All the data should be printed again exactly as written.

*** Input data ***

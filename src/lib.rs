pub mod constants;
pub mod frame;
pub mod utils;
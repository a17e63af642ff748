use flate2::{Compression, read::GzDecoder, write::GzEncoder};
use num_enum::{IntoPrimitive, TryFromPrimitive};
use std::collections::HashMap;
use std::io::{self, Read, Write};
use std::sync::Arc;
use thiserror::Error;

/// Codes of the built-in compressors as carried in `compressor_code`.
#[repr(u8)]
#[derive(Debug, Copy, Clone, Eq, PartialEq, TryFromPrimitive, IntoPrimitive)]
pub enum CompressorCode {
    None = 0,
    Gzip = 1,
}

#[derive(Debug, Error)]
pub enum CompressorError {
    #[error("unknown compressor")]
    UnknownCompressor(u8),

    #[error("compression failed: {0}")]
    Io(#[from] io::Error),
}

/// Transforms serialized payload bytes before they go on the wire.
pub trait Compressor: Send + Sync + 'static {
    fn code(&self) -> u8;

    fn compress(&self, data: &[u8]) -> Result<Vec<u8>, CompressorError>;

    fn uncompress(&self, data: &[u8]) -> Result<Vec<u8>, CompressorError>;
}

/// Passes bytes through untouched.
#[derive(Debug, Clone, Copy, Default)]
pub struct NoopCompressor;

impl Compressor for NoopCompressor {
    fn code(&self) -> u8 {
        CompressorCode::None.into()
    }

    fn compress(&self, data: &[u8]) -> Result<Vec<u8>, CompressorError> {
        Ok(data.to_vec())
    }

    fn uncompress(&self, data: &[u8]) -> Result<Vec<u8>, CompressorError> {
        Ok(data.to_vec())
    }
}

#[derive(Debug, Clone, Copy, Default)]
pub struct GzipCompressor {
    level: Compression,
}

impl GzipCompressor {
    pub fn with_level(level: u32) -> Self {
        Self {
            level: Compression::new(level),
        }
    }
}

impl Compressor for GzipCompressor {
    fn code(&self) -> u8 {
        CompressorCode::Gzip.into()
    }

    fn compress(&self, data: &[u8]) -> Result<Vec<u8>, CompressorError> {
        let mut encoder = GzEncoder::new(Vec::with_capacity(data.len() / 2), self.level);
        encoder.write_all(data)?;
        Ok(encoder.finish()?)
    }

    fn uncompress(&self, data: &[u8]) -> Result<Vec<u8>, CompressorError> {
        let mut out = Vec::with_capacity(data.len() * 2);
        GzDecoder::new(data).read_to_end(&mut out)?;
        Ok(out)
    }
}

/// Compressors known to one side of a connection, keyed by code.
///
/// The no-op compressor is always present.
#[derive(Clone)]
pub struct CompressorRegistry {
    compressors: HashMap<u8, Arc<dyn Compressor>>,
}

impl Default for CompressorRegistry {
    fn default() -> Self {
        Self::new().with(GzipCompressor::default())
    }
}

impl CompressorRegistry {
    /// A registry holding only the no-op compressor.
    pub fn new() -> Self {
        let noop: Arc<dyn Compressor> = Arc::new(NoopCompressor);
        Self {
            compressors: HashMap::from([(noop.code(), noop)]),
        }
    }

    /// Adds (or replaces) the compressor registered under its code.
    pub fn with<C: Compressor>(mut self, compressor: C) -> Self {
        self.compressors
            .insert(compressor.code(), Arc::new(compressor));
        self
    }

    pub fn get(&self, code: u8) -> Result<&Arc<dyn Compressor>, CompressorError> {
        self.compressors
            .get(&code)
            .ok_or(CompressorError::UnknownCompressor(code))
    }

    pub fn compress(&self, code: u8, data: &[u8]) -> Result<Vec<u8>, CompressorError> {
        self.get(code)?.compress(data)
    }

    pub fn uncompress(&self, code: u8, data: &[u8]) -> Result<Vec<u8>, CompressorError> {
        self.get(code)?.uncompress(data)
    }
}

impl std::fmt::Debug for CompressorRegistry {
    fn fmt(&self, f: &mut std::fmt::Formatter<'_>) -> std::fmt::Result {
        let mut codes: Vec<_> = self.compressors.keys().collect();
        codes.sort();
        f.debug_struct("CompressorRegistry")
            .field("codes", &codes)
            .finish()
    }
}
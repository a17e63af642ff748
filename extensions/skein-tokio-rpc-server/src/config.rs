use skein_rpc_service::DEFAULT_MAX_FRAME_SIZE;

#[derive(Debug, Clone, PartialEq, Eq)]
pub struct RpcServerConfig {
    /// Frames announcing more bytes than this close the connection.
    pub max_frame_size: usize,

    pub tcp_nodelay: bool,
}

impl Default for RpcServerConfig {
    fn default() -> Self {
        Self {
            max_frame_size: DEFAULT_MAX_FRAME_SIZE,
            tcp_nodelay: true,
        }
    }
}

impl RpcServerConfig {
    pub fn with_max_frame_size(mut self, max_frame_size: usize) -> Self {
        self.max_frame_size = max_frame_size;
        self
    }

    pub fn with_tcp_nodelay(mut self, tcp_nodelay: bool) -> Self {
        self.tcp_nodelay = tcp_nodelay;
        self
    }
}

*** End of Input data ***

▶ [Your solution]
filename src/lib.rs
pub mod constants;
pub mod frame;
pub mod utils;
repository a17e63af642ff748
use flate2::{Compression, read::GzDecoder, write::GzEncoder};
use num_enum::{IntoPrimitive, TryFromPrimitive};
use std::collections::HashMap;
use std::io::{self, Read, Write};
use std::sync::Arc;
use thiserror::Error;

/// Codes of the built-in compressors as carried in `compressor_code`.
#[repr(u8)]
#[derive(Debug, Copy, Clone, Eq, PartialEq, TryFromPrimitive, IntoPrimitive)]
pub enum CompressorCode {
    None = 0,
    Gzip = 1,
}

#[derive(Debug, Error)]
pub enum CompressorError {
    #[error("unknown compressor")]
    UnknownCompressor(u8),

    #[error("compression failed: {0}")]
    Io(#[from] io::Error),
}

/// Transforms serialized payload bytes before they go on the wire.
pub trait Compressor: Send + Sync + 'static {
    fn code(&self) -> u8;

    fn compress(&self, data: &[u8]) -> Result<Vec<u8>, CompressorError>;

    fn uncompress(&self, data: &[u8]) -> Result<Vec<u8>, CompressorError>;
}

/// Passes bytes through untouched.
#[derive(Debug, Clone, Copy, Default)]
pub struct NoopCompressor;

impl Compressor for NoopCompressor {
    fn code(&self) -> u8 {
        CompressorCode::None.into()
    }

    fn compress(&self, data: &[u8]) -> Result<Vec<u8>, CompressorError> {
        Ok(data.to_vec())
    }

    fn uncompress(&self, data: &[u8]) -> Result<Vec<u8>, CompressorError> {
        Ok(data.to_vec())
    }
}

#[derive(Debug, Clone, Copy, Default)]
pub struct GzipCompressor {
    level: Compression,
}

impl GzipCompressor {
    pub fn with_level(level: u32) -> Self {
        Self {
            level: Compression::new(level),
        }
    }
}

impl Compressor for GzipCompressor {
    fn code(&self) -> u8 {
        CompressorCode::Gzip.into()
    }

    fn compress(&self, data: &[u8]) -> Result<Vec<u8>, CompressorError> {
        let mut encoder = GzEncoder::new(Vec::with_capacity(data.len() / 2), self.level);
        encoder.write_all(data)?;
        Ok(encoder.finish()?)
    }

    fn uncompress(&self, data: &[u8]) -> Result<Vec<u8>, CompressorError> {
        let mut out = Vec::with_capacity(data.len() * 2);
        GzDecoder::new(data).read_to_end(&mut out)?;
        Ok(out)
    }
}

/// Compressors known to one side of a connection, keyed by code.
///
/// The no-op compressor is always present.
#[derive(Clone)]
pub struct CompressorRegistry {
    compressors: HashMap<u8, Arc<dyn Compressor>>,
}

impl Default for CompressorRegistry {
    fn default() -> Self {
        Self::new().with(GzipCompressor::default())
    }
}

impl CompressorRegistry {
    /// A registry holding only the no-op compressor.
    pub fn new() -> Self {
        let noop: Arc<dyn Compressor> = Arc::new(NoopCompressor);
        Self {
            compressors: HashMap::from([(noop.code(), noop)]),
        }
    }

    /// Adds (or replaces) the compressor registered under its code.
    pub fn with<C: Compressor>(mut self, compressor: C) -> Self {
        self.compressors
            .insert(compressor.code(), Arc::new(compressor));
        self
    }

    pub fn get(&self, code: u8) -> Result<&Arc<dyn Compressor>, CompressorError> {
        self.compressors
            .get(&code)
            .ok_or(CompressorError::UnknownCompressor(code))
    }

    pub fn compress(&self, code: u8, data: &[u8]) -> Result<Vec<u8>, CompressorError> {
        self.get(code)?.compress(data)
    }

    pub fn uncompress(&self, code: u8, data: &[u8]) -> Result<Vec<u8>, CompressorError> {
        self.get(code)?.uncompress(data)
    }
}

impl std::fmt::Debug for CompressorRegistry {
    fn fmt(&self, f: &mut std::fmt::Formatter<'_>) -> std::fmt::Result {
        let mut codes: Vec<_> = self.compressors.keys().collect();
        codes.sort();
        f.debug_struct("CompressorRegistry")
            .field("codes", &codes)
            .finish()
    }
}
repository a17e63af642ff748
filename extensions/skein-tokio-rpc-server/src/config.rs
use skein_rpc_service::DEFAULT_MAX_FRAME_SIZE;

#[derive(Debug, Clone, PartialEq, Eq)]
pub struct RpcServerConfig {
    /// Frames announcing more bytes than this close the connection.
    pub max_frame_size: usize,

    pub tcp_nodelay: bool,
}

impl Default for RpcServerConfig {
    fn default() -> Self {
        Self {
            max_frame_size: DEFAULT_MAX_FRAME_SIZE,
            tcp_nodelay: true,
        }
    }
}

impl RpcServerConfig {
    pub fn with_max_frame_size(mut self, max_frame_size: usize) -> Self {
        self.max_frame_size = max_frame_size;
        self
    }

    pub fn with_tcp_nodelay(mut self, tcp_nodelay: bool) -> Self {
        self.tcp_nodelay = tcp_nodelay;
        self
    }
}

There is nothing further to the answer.